Just because something is discoverable but not indexable doesn't mean all is well. You can still be wasting your crawl budget. The first thing you want to do is figure out what areas of the site is getting crawled that shouldn't. We'll fix that in a second.

Second, what you want to do is compare the amount of unique URLs being found on your crawl against what Google is actually indexing. The old way to find out how much of your site Google indexed was to use the site:domain.com search operator and compare that number to what was reported in the old, inaccurate Webmaster Tools. Now that it's Search Console v2.0 with the Coverage Report, you can just look at that, which is perfectly accurate.

Real Life Example

Here's a real life example that happened to me. I created an affiliate link system using PHP redirects and text files. I could build a link like this: domain.com/walmart/automotive/product-name. So in this made-up case, I have a folder at the root of my site called walmart that contains various folders with one called automotive. All of these folders contained .htaccess files to make sure they're all set to noindex.
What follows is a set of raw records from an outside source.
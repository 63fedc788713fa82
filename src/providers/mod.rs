//
//  git-providers
//  providers/mod.rs
//
//  Created by Ngonidzashe Mangudya on 2026/01/12.
//  Copyright (c) 2025 IAMNGONI. All rights reserved.
//

//! # Git Provider Adapters
//!
//! One adapter per git hosting vendor, all behind the [`GitProvider`] trait.
//!
//! ## Overview
//!
//! | Module | Vendor | Branch-by-commit strategy |
//! |--------|--------|---------------------------|
//! | [`github`] | GitHub, GitHub Enterprise Server | compare API |
//! | [`gitlab`] | GitLab, self-managed | parent walk |
//! | [`bitbucket`] | Bitbucket Cloud | per-branch commit listing |
//! | [`bitbucket_server`] | Bitbucket Server/Data Center | per-branch commit listing |
//! | [`azure_devops`] | Azure DevOps | commits batch query |
//! | [`gitea`] | Gitea, Codeberg | parent walk |
//! | [`gogs`] | Gogs | parent walk |
//! | [`gitee`] | Gitee | per-branch commit listing |
//! | [`gitness`] | Gitness | per-branch commit listing |
//! | [`aws_codecommit`] | AWS CodeCommit | parent walk |
//!
//! The [`dispatcher`] picks the adapter for a provider id or a URL.
//!
//! ## Shared behaviour
//!
//! - URL parsing starts from [`crate::context::resolver`]; adapters reinterpret
//!   the leftover `path` with their own keywords
//! - [`GitProvider::get_repository_context`] is implemented once here
//! - Vendors that lack an API for an operation return
//!   [`ProviderError::Unsupported`]; callers treat that as "not applicable"
//! - Nothing here retries or caches
//!
//! ## Example
//!
//! ```rust,no_run
//! use git_providers::context::RepositoryContextRequest;
//! use git_providers::providers::{github::GitHubProvider, GitProvider};
//!
//! # async fn example() -> git_providers::api::common::Result<()> {
//! let provider = GitHubProvider::new("ghp_xxx", None)?;
//! let repo = provider
//!     .get_repository_context(&RepositoryContextRequest::new(
//!         "https://github.com/daytonaio/daytona/tree/main",
//!     ))
//!     .await?;
//! println!("{} @ {}", repo.branch, repo.sha);
//! # Ok(())
//! # }
//! ```

pub mod aws_codecommit;
pub mod azure_devops;
pub mod bitbucket;
pub mod bitbucket_server;
pub mod dispatcher;
pub mod gitea;
pub mod gitee;
pub mod github;
pub mod gitlab;
pub mod gitness;
pub mod gogs;

pub use dispatcher::{create_provider, GitProviderService, ProviderId};

use async_trait::async_trait;
use reqwest::header::HeaderMap;
use serde::{Deserialize, Serialize};

use crate::api::common::{ProviderError, Result};
use crate::context::{
    is_personal_namespace, GitBranch, GitEventData, GitNamespace, GitPullRequest, GitRepository,
    GitUser, ListOptions, RepositoryContextRequest, StaticGitContext,
};

/// Upper bound on commits visited per branch by [`find_branch_by_parent_walk`].
pub const MAX_PARENT_WALK_DEPTH: usize = 1000;

/// Git wire-protocol capabilities a vendor's smart HTTP server cannot serve.
///
/// Handed to whatever component performs clones for the repository.
#[derive(Debug, Clone, Copy, PartialEq, Eq, Serialize, Deserialize)]
#[serde(rename_all = "kebab-case")]
pub enum TransportCapability {
    ThinPack,
}

impl TransportCapability {
    /// Capability name as advertised in the git protocol.
    pub fn as_str(&self) -> &'static str {
        match self {
            Self::ThinPack => "thin-pack",
        }
    }
}

/// Common capability interface implemented by every vendor adapter.
///
/// Methods other than the parse/build pair perform network calls. Adapters
/// hold only read-only state, so one instance can serve concurrent callers.
#[async_trait]
pub trait GitProvider: Send + Sync {
    /// Stable provider id (e.g. `github`, `gitlab-self-managed`).
    fn id(&self) -> &str;

    /// Cheap ownership probe: does this adapter's host serve `repo_url`?
    fn can_handle(&self, repo_url: &str) -> Result<bool>;

    /// Parses a URL into a canonical context without network access.
    fn parse_static_git_context(&self, repo_url: &str) -> Result<StaticGitContext>;

    /// Parses a URL and performs any lookup the URL cannot carry.
    async fn resolve_static_git_context(&self, repo_url: &str) -> Result<StaticGitContext> {
        self.parse_static_git_context(repo_url)
    }

    /// Builds the user-facing URL for a context; the inverse of parsing.
    fn get_url_from_context(&self, request: &RepositoryContextRequest) -> String;

    /// Lists namespaces, the personal namespace first.
    async fn get_namespaces(&self, options: &ListOptions) -> Result<Vec<GitNamespace>>;

    async fn get_repositories(
        &self,
        namespace: &str,
        options: &ListOptions,
    ) -> Result<Vec<GitRepository>>;

    async fn get_repo_branches(
        &self,
        repository_id: &str,
        namespace_id: &str,
        options: &ListOptions,
    ) -> Result<Vec<GitBranch>>;

    /// Lists open pull requests.
    async fn get_repo_prs(
        &self,
        repository_id: &str,
        namespace_id: &str,
        options: &ListOptions,
    ) -> Result<Vec<GitPullRequest>>;

    /// The authenticated user.
    async fn get_user(&self) -> Result<GitUser>;

    /// Head commit of the context's branch (or of the default branch).
    async fn get_last_commit_sha(&self, ctx: &StaticGitContext) -> Result<String>;

    /// A branch whose history contains `ctx.sha`.
    async fn get_branch_by_commit(&self, ctx: &StaticGitContext) -> Result<String>;

    async fn get_default_branch(&self, ctx: &StaticGitContext) -> Result<String>;

    /// Replaces branch and repository with the pull request's source when
    /// `ctx.pr_number` is set; returns the context unchanged otherwise.
    async fn get_pr_context(&self, ctx: &StaticGitContext) -> Result<StaticGitContext>;

    /// Resolves a URL plus overrides into a repository with branch and commit.
    ///
    /// 1. Resolve the URL and overlay the request's fields
    /// 2. If a pull request is selected, switch to its source branch and repository
    /// 3. If a commit is selected, find a branch containing it and keep the commit
    /// 4. Otherwise fill a missing branch from the default branch and read its head
    async fn get_repository_context(
        &self,
        request: &RepositoryContextRequest,
    ) -> Result<GitRepository> {
        let mut ctx = self.resolve_static_git_context(&request.url).await?;
        overlay_request(&mut ctx, request);

        if ctx.pr_number.is_some() {
            ctx = self.get_pr_context(&ctx).await?;
        }

        let mut repo = GitRepository::from_context(&ctx);

        match ctx.sha.clone().filter(|s| !s.is_empty()) {
            Some(sha) => {
                if ctx.branch.is_none() || ctx.is_commit_ref() {
                    repo.branch = self.get_branch_by_commit(&ctx).await?;
                }
                repo.sha = sha;
            }
            None => {
                if repo.branch.is_empty() {
                    repo.branch = self.get_default_branch(&ctx).await?;
                    ctx.branch = Some(repo.branch.clone());
                }
                repo.sha = self.get_last_commit_sha(&ctx).await?;
            }
        }

        tracing::debug!(
            "resolved {} to {}@{}",
            request.url,
            repo.branch,
            repo.sha
        );
        Ok(repo)
    }

    /// Registers a push webhook used to trigger prebuilds. Returns the hook id.
    async fn register_prebuild_webhook(
        &self,
        _repo: &GitRepository,
        _endpoint_url: &str,
    ) -> Result<String> {
        Err(ProviderError::unsupported(self.id(), "webhook registration"))
    }

    /// Finds the id of a webhook pointing at `endpoint_url`, if any.
    async fn get_prebuild_webhook(
        &self,
        _repo: &GitRepository,
        _endpoint_url: &str,
    ) -> Result<Option<String>> {
        Err(ProviderError::unsupported(self.id(), "webhook lookup"))
    }

    async fn unregister_prebuild_webhook(&self, _repo: &GitRepository, _id: &str) -> Result<()> {
        Err(ProviderError::unsupported(self.id(), "webhook removal"))
    }

    /// Number of commits between `initial_sha` and `current_sha`.
    async fn get_commits_range(
        &self,
        _repo: &GitRepository,
        _initial_sha: &str,
        _current_sha: &str,
    ) -> Result<usize> {
        Err(ProviderError::unsupported(self.id(), "commit range"))
    }

    /// Normalizes a webhook delivery. `Ok(None)` for events other than pushes.
    fn parse_event_data(&self, _headers: &HeaderMap, _body: &[u8]) -> Result<Option<GitEventData>> {
        Err(ProviderError::unsupported(self.id(), "webhook events"))
    }

    /// Capabilities the clone transport must not request from this vendor.
    fn unsupported_transport_capabilities(&self) -> Vec<TransportCapability> {
        Vec::new()
    }
}

fn overlay_request(ctx: &mut StaticGitContext, request: &RepositoryContextRequest) {
    fn set(target: &mut String, value: &Option<String>) {
        if let Some(v) = value.as_ref().filter(|v| !v.is_empty()) {
            target.clone_from(v);
        }
    }

    set(&mut ctx.id, &request.id);
    set(&mut ctx.name, &request.name);
    set(&mut ctx.owner, &request.owner);
    set(&mut ctx.source, &request.source);

    if request.branch.is_some() {
        ctx.branch.clone_from(&request.branch);
    }
    if request.sha.is_some() {
        ctx.sha.clone_from(&request.sha);
    }
    if request.path.is_some() {
        ctx.path.clone_from(&request.path);
    }
    if request.pr_number.is_some() {
        ctx.pr_number = request.pr_number;
    }
}

/// Maps the personal namespace sentinel to the authenticated username.
pub async fn resolve_namespace<P: GitProvider + ?Sized>(
    provider: &P,
    namespace_id: &str,
) -> Result<String> {
    if is_personal_namespace(namespace_id) {
        Ok(provider.get_user().await?.username)
    } else {
        Ok(namespace_id.to_string())
    }
}

/// Access to a repository's first-parent chain, one commit at a time.
#[async_trait]
pub trait CommitGraph: Send + Sync {
    /// First parent of `sha`; `None` for a root commit.
    async fn first_parent(&self, sha: &str) -> Result<Option<String>>;
}

/// Finds the first branch, in listing order, whose first-parent chain contains `target`.
///
/// Each chain is followed from the branch head for at most
/// [`MAX_PARENT_WALK_DEPTH`] commits. A branch whose commits cannot be fetched
/// is skipped.
///
/// # Errors
///
/// [`ProviderError::BranchNotFound`] when no chain contains `target`.
pub async fn find_branch_by_parent_walk<G: CommitGraph + ?Sized>(
    graph: &G,
    branches: &[GitBranch],
    target: &str,
) -> Result<String> {
    for branch in branches {
        if branch.sha.is_empty() {
            continue;
        }

        let mut current = branch.sha.clone();
        let mut depth = 0;
        loop {
            if current == target {
                return Ok(branch.name.clone());
            }
            if depth >= MAX_PARENT_WALK_DEPTH {
                tracing::warn!(
                    "stopped walking {} after {} commits",
                    branch.name,
                    MAX_PARENT_WALK_DEPTH
                );
                break;
            }
            match graph.first_parent(&current).await {
                Ok(Some(parent)) => current = parent,
                Ok(None) => break,
                Err(e) => {
                    tracing::warn!("skipping branch {}: {}", branch.name, e);
                    break;
                }
            }
            depth += 1;
        }
    }

    Err(ProviderError::BranchNotFound {
        sha: target.to_string(),
    })
}

/// Case-insensitive header comparison for webhook deliveries.
pub(crate) fn header_is(headers: &HeaderMap, name: &str, expected: &str) -> bool {
    headers
        .get(name)
        .and_then(|v| v.to_str().ok())
        .is_some_and(|v| v.eq_ignore_ascii_case(expected))
}

/// Trims the `.git` suffix from a clone URL to get its web URL.
pub(crate) fn web_url(clone_url: &str) -> &str {
    clone_url.strip_suffix(".git").unwrap_or(clone_url)
}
Inside the automotive folder, there is the .htaccess file and a .txt file. The text files contains lines like this: product-name,https://walmart.com/product-name?aff=myID. This level of folders also contain a PHP file that creates a redirect. It scans the text file for product-name, matches the start of the line, and redirects to the URL after the comma.

So note, all of these folders are noindex and 302 redirect to the homepage. The correct product 302 redirects to the product page at the respective store. Also, each redirection tosses up HTTP headers that reiterate the noindex directive and also throw up a nofollow for all links in the redirect.
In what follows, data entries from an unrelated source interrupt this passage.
//! Metrics collection and export for Murmur.
//!
//! Uses the `metrics` crate for instrumentation and exports
//! to Prometheus format.

use metrics::{counter, gauge, histogram};
use metrics_exporter_prometheus::PrometheusBuilder;
use murmur_protocol::FrameType;
use std::net::SocketAddr;
use tracing::info;

/// Metric names.
pub mod names {
    pub const CONNECTIONS_TOTAL: &str = "murmur_connections_total";
    pub const CONNECTIONS_ACTIVE: &str = "murmur_connections_active";
    pub const CONNECTIONS_REJECTED: &str = "murmur_connections_rejected_total";
    pub const FRAMES_TOTAL: &str = "murmur_frames_total";
    pub const FRAMES_BYTES: &str = "murmur_frames_bytes";
    pub const EVENTS_TOTAL: &str = "murmur_events_total";
    pub const ROUTER_ERRORS_TOTAL: &str = "murmur_router_errors_total";
    pub const USERS_ONLINE: &str = "murmur_users_online";
    pub const LATENCY_SECONDS: &str = "murmur_latency_seconds";
    pub const ERRORS_TOTAL: &str = "murmur_errors_total";
}

/// Initialize the metrics system.
pub fn init_metrics() {
    metrics::describe_counter!(
        names::CONNECTIONS_TOTAL,
        "Total number of connections since server start"
    );
    metrics::describe_gauge!(
        names::CONNECTIONS_ACTIVE,
        "Current number of active connections"
    );
    metrics::describe_counter!(
        names::CONNECTIONS_REJECTED,
        "Connections refused because the server was full"
    );
    metrics::describe_counter!(names::FRAMES_TOTAL, "Total number of frames processed");
    metrics::describe_counter!(names::FRAMES_BYTES, "Total bytes of frames processed");
    metrics::describe_counter!(
        names::EVENTS_TOTAL,
        "Client frames accepted, by frame type"
    );
    metrics::describe_counter!(
        names::ROUTER_ERRORS_TOTAL,
        "Chat events rejected by the router"
    );
    metrics::describe_gauge!(names::USERS_ONLINE, "Identities currently in the chat");
    metrics::describe_histogram!(
        names::LATENCY_SECONDS,
        "Inbound frame processing latency in seconds"
    );
    metrics::describe_counter!(names::ERRORS_TOTAL, "Total number of transport errors");

    info!("Metrics initialized");
}

/// Start the Prometheus metrics server.
///
/// # Errors
///
/// Returns an error if the exporter cannot be installed.
pub fn start_metrics_server(port: u16) -> anyhow::Result<()> {
    let addr: SocketAddr = format!("0.0.0.0:{port}").parse()?;

    PrometheusBuilder::new()
        .with_http_listener(addr)
        .install()?;

    info!("Metrics server listening on {}", addr);
    Ok(())
}

/// Record a new connection.
pub fn record_connection() {
    counter!(names::CONNECTIONS_TOTAL).increment(1);
    gauge!(names::CONNECTIONS_ACTIVE).increment(1.0);
}

/// Record a disconnection.
pub fn record_disconnection() {
    gauge!(names::CONNECTIONS_ACTIVE).decrement(1.0);
}

/// Record a connection refused at the limit.
pub fn record_rejected() {
    counter!(names::CONNECTIONS_REJECTED).increment(1);
}

/// Record a frame.
pub fn record_frame(bytes: usize, direction: &'static str) {
    counter!(names::FRAMES_TOTAL, "direction" => direction).increment(1);
    counter!(names::FRAMES_BYTES, "direction" => direction).increment(bytes as u64);
}

/// Record an accepted client frame.
pub fn record_event(frame_type: FrameType) {
    counter!(names::EVENTS_TOTAL, "type" => frame_type.as_str()).increment(1);
}

/// Record a rejected chat event.
pub fn record_router_error(kind: &'static str) {
    counter!(names::ROUTER_ERRORS_TOTAL, "kind" => kind).increment(1);
}

/// Update the online user count.
pub fn set_users_online(count: usize) {
    gauge!(names::USERS_ONLINE).set(count as f64);
}

/// Record frame processing latency.
pub fn record_latency(seconds: f64) {
    histogram!(names::LATENCY_SECONDS).record(seconds);
}

/// Record a transport error.
pub fn record_error(error_type: &'static str) {
    counter!(names::ERRORS_TOTAL, "type" => error_type).increment(1);
}

/// Metrics guard that records disconnection on drop.
pub struct ConnectionMetricsGuard;

impl ConnectionMetricsGuard {
    /// Create a new metrics guard, recording a connection.
    #[must_use]
    pub fn new() -> Self {
        record_connection();
        Self
    }
}

impl Default for ConnectionMetricsGuard {
    fn default() -> Self {
        Self::new()
    }
}

impl Drop for ConnectionMetricsGuard {
    fn drop(&mut self) {
        record_disconnection();
    }
}

#[cfg(test)]
mod tests {
    use super::*;

    #[test]
    fn test_metrics_guard() {
        // No recorder installed; must not panic
        let _guard = ConnectionMetricsGuard::new();
        record_event(FrameType::Chat);
        record_router_error("protocol");
        set_users_online(3);
    }

    #[test]
    fn test_events_labelled_by_frame_type() {
        let recorder = PrometheusBuilder::new().build_recorder();
        let handle = recorder.handle();

        metrics::with_local_recorder(&recorder, || {
            record_event(FrameType::Ping);
            record_event(FrameType::Register);
            record_event(FrameType::Register);
        });

        let rendered = handle.render();
        assert!(rendered.contains(r#"murmur_events_total{type="ping"} 1"#));
        assert!(rendered.contains(r#"murmur_events_total{type="register"} 2"#));
    }
}
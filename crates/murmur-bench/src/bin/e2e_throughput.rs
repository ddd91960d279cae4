//! End-to-end throughput benchmark for Murmur.
//!
//! Connects N chat clients to a running server. Every client registers and
//! then sends public chat messages as fast as it can; the benchmark counts
//! deliveries received across all clients.

use futures_util::{SinkExt, StreamExt};
use murmur_protocol::{codec, ClientFrame, ServerFrame};
use std::sync::atomic::{AtomicU64, Ordering};
use std::sync::Arc;
use std::time::{Duration, Instant};
use tokio::sync::Barrier;
use tokio_tungstenite::{connect_async, tungstenite::Message};

const DEFAULT_SERVER_URL: &str = "ws://127.0.0.1:8080/ws";
const WARMUP_SECS: u64 = 2;
const BENCH_SECS: u64 = 10;

#[tokio::main]
async fn main() {
    let args: Vec<String> = std::env::args().collect();
    let num_clients = args.get(1).and_then(|s| s.parse().ok()).unwrap_or(16);
    let url = args
        .get(2)
        .cloned()
        .unwrap_or_else(|| DEFAULT_SERVER_URL.to_string());

    println!("╔══════════════════════════════════════════════════════════════╗");
    println!("║         Murmur End-to-End Throughput Benchmark               ║");
    println!("╠══════════════════════════════════════════════════════════════╣");
    println!("║  Make sure the server is running: cargo run --release        ║");
    println!("╚══════════════════════════════════════════════════════════════╝");
    println!();

    run_chat_benchmark(num_clients, url).await;
}

async fn run_chat_benchmark(num_clients: usize, url: String) {
    println!("📊 Chat Benchmark: {} clients", num_clients);
    println!("   Warmup: {}s, Measurement: {}s", WARMUP_SECS, BENCH_SECS);
    println!();

    let message_count = Arc::new(AtomicU64::new(0));
    let barrier = Arc::new(Barrier::new(num_clients + 1));

    let mut handles = Vec::new();

    for client_id in 0..num_clients {
        let msg_count = Arc::clone(&message_count);
        let barrier = Arc::clone(&barrier);
        let url = url.clone();

        let handle = tokio::spawn(async move {
            if let Err(e) = run_client(client_id, &url, msg_count, barrier).await {
                eprintln!("Client {} error: {}", client_id, e);
            }
        });
        handles.push(handle);
    }

    // Wait for all clients to register
    barrier.wait().await;
    println!("✓ All {} clients registered", num_clients);

    println!("⏳ Warming up for {}s...", WARMUP_SECS);
    tokio::time::sleep(Duration::from_secs(WARMUP_SECS)).await;

    message_count.store(0, Ordering::SeqCst);
    let start = Instant::now();

    println!("📈 Measuring for {}s...", BENCH_SECS);
    tokio::time::sleep(Duration::from_secs(BENCH_SECS)).await;

    let elapsed = start.elapsed();
    let total_messages = message_count.load(Ordering::SeqCst);

    let msgs_per_sec = total_messages as f64 / elapsed.as_secs_f64();
    let msgs_per_sec_per_client = msgs_per_sec / num_clients as f64;

    println!();
    println!("╔══════════════════════════════════════════════════════════════╗");
    println!("║                         RESULTS                              ║");
    println!("╠══════════════════════════════════════════════════════════════╣");
    println!(
        "║  Clients:              {:>10}                           ║",
        num_clients
    );
    println!(
        "║  Duration:             {:>10.2}s                          ║",
        elapsed.as_secs_f64()
    );
    println!(
        "║  Total Deliveries:     {:>10}                           ║",
        total_messages
    );
    println!(
        "║  Throughput:           {:>10.0} msg/s                    ║",
        msgs_per_sec
    );
    println!(
        "║  Per-Client:           {:>10.0} msg/s                    ║",
        msgs_per_sec_per_client
    );
    println!("╚══════════════════════════════════════════════════════════════╝");

    for handle in handles {
        handle.abort();
    }
}

async fn run_client(
    client_id: usize,
    url: &str,
    message_count: Arc<AtomicU64>,
    barrier: Arc<Barrier>,
) -> Result<(), Box<dyn std::error::Error + Send + Sync>> {
    let (ws, _) = connect_async(url).await?;
    let (mut sender, mut receiver) = ws.split();

    // Wait for Connected frame from server
    if let Some(Ok(_connected)) = receiver.next().await {}

    let name = format!("bench-{client_id}");
    let register = codec::encode_json(&ClientFrame::register(name.as_str()))?;
    sender.send(Message::Text(register)).await?;

    // Registered once our own presence shows up
    while let Some(Ok(msg)) = receiver.next().await {
        if let Message::Text(text) = msg {
            if let Ok(ServerFrame::Users { users, .. }) = codec::decode_json::<ServerFrame>(&text) {
                if users.contains(&name) {
                    break;
                }
            }
        }
    }

    barrier.wait().await;

    let chat = codec::encode_json(&ClientFrame::chat(name.as_str(), "x".repeat(64)))?;
    let chat_msg = Message::Text(chat);

    // Spawn separate receiver task for full-duplex operation
    let recv_count = Arc::clone(&message_count);
    let recv_task = tokio::spawn(async move {
        while let Some(result) = receiver.next().await {
            if let Ok(Message::Text(text)) = result {
                if let Ok(ServerFrame::Message { .. }) = codec::decode_json::<ServerFrame>(&text) {
                    recv_count.fetch_add(1, Ordering::Relaxed);
                }
            }
        }
    });

    loop {
        if sender.send(chat_msg.clone()).await.is_err() {
            break;
        }
        // Small yield to not starve the receiver task
        tokio::task::yield_now().await;
    }

    recv_task.abort();
    Ok(())
}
So what's the problem? None of the folders or redirections should get indexed and should all be nofollow.

Two things happened:
  1. Turns out, the nofollow HTTP header directive only applies to links on the page. Since there are no links on the page (because there is no page, only a redirection) these ended up being dofollow links. So now I have "incentivized links" on my site (aka paid links).
  2. At some point I said "why even let Google crawl these folders" and used the robots.txt to block crawling to anything in the /walmart/ folder.
#2 was my fatal mistake. Before long, Google had indexed almost 800 blank "pages" for each affiliate link. There was no title tag, no meta descriptions, no content. They couldn't read it anyways. So they used the anchor texts of the links as the title tags and said "there's no meta description due to robots.txt" in the SERPs.

Note that my site had about 300 pages of real content and now had an additional 800 blank pages indexed. Guess what happened? PANDA. My site quality score went down and down, because Panda analyzes the cumulative quality of only what's in the index. And I had an 8:3 ratio of literally "nothing" pages indexed to every 3 good pages. This is why indexation matters.

It took me around 6 months to get that crap out of the index once I removed the robots.txt disallow directive to that folder. Even with tricks like adding sitemaps with just those links, it took forever.

#1 ended up being an issue, because fortuitously at the time John Mueller came out and said the "nofollow HTTP header" only applies to links on the page. If it's a redirect, there are no links, thus the HTTP header is ignored. This meant I had to go through my entire site and add nofollow rel tags to all these hyperlinks... manually. I didn't have them before because the HTTP header should have overridden it.

So not only did I have a bunch of junk indexed because Google could NOT crawl the affiliate link folder, which meant they could NOT see the noindex directive in the HTTP header, I also was wasting my crawl budget once they were allowed to crawl because the links weren't explicitly nofollow'd on the page.

Panda is supposedly now the Panda Everflux, running every 30 days. That may be true, but do you really think they're refreshing the Panda data every 30 days? I think not. If you tank your site like this, you have to find the problem, fix it, and wait while your income takes a hit until you get a true Panda refresh.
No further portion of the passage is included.